§ **PROBLEM REQUIREMENTS**
Write how many lines in the records below include the string "timestamp". No other text should be given.

§ **Extracted data entries**
________________

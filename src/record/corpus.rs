//! `CorpusRecord` — the n-gram substring view: `field -> substring ->
//! positions` (spec.md §4.5/§4.6). The offset invariant is waived here:
//! overlapping n-grams from the same token are expected, not a conflict.

use std::collections::{HashMap, HashSet};

use crate::config::EngineConfig;
use crate::search;
use crate::value::{Action, Identifier, Position, Text};

use super::{CorpusKind, Record};

/// `field -> substring -> positions` (Corpus view).
#[derive(Debug, Clone)]
pub struct CorpusRecord(Record<CorpusKind>);

impl CorpusRecord {
    pub fn new(field: Text) -> Self {
        // Offset invariant waived (spec.md §3.6 invariant 3); no ordering
        // requirement on corpus appends either.
        Self(Record::new(field, false, false))
    }

    pub fn field(&self) -> &Text {
        &self.0.locator
    }

    pub fn append(&mut self, substring: Text, position: Position, version: i64, action: Action) -> Result<(), super::RecordError> {
        self.0.append(substring, position, version, action)
    }

    pub fn inner_mut(&mut self) -> &mut Record<CorpusKind> {
        &mut self.0
    }

    /// Records currently containing `infix` as one of its indexed
    /// substrings, optionally as of `timestamp` (spec.md §4.5 `locate`).
    pub fn locate(&self, infix: &str, timestamp: Option<i64>) -> HashSet<Identifier> {
        let term = Text::new(infix.to_lowercase());
        let positions = match timestamp {
            Some(ts) => self.0.replay_at(&term, ts),
            None => self.0.present_for(&term).cloned().unwrap_or_default(),
        };
        positions.into_iter().map(|p| p.record).collect()
    }

    fn lookup_for_search(&self, term: &str) -> HashMap<Identifier, HashSet<u32>> {
        let Some(positions) = self.0.present_for(&Text::new(term)) else {
            return HashMap::new();
        };
        let mut out: HashMap<Identifier, HashSet<u32>> = HashMap::new();
        for position in positions {
            out.entry(position.record).or_default().insert(position.index);
        }
        out
    }

    /// Infix phrase search (spec.md §4.6 "Search"): lowercase/tokenize
    /// `query`, track stop-word runs as adjacency offsets, and intersect
    /// positions term-over-term. Returns records ordered by descending
    /// positional-match count, ties broken by ascending record id.
    pub fn search(&self, query: &str, config: &EngineConfig) -> Vec<(Identifier, usize)> {
        search::search(query, config, |term| self.lookup_for_search(term))
    }
}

________________

§ **EXPECTED ANSWER**
3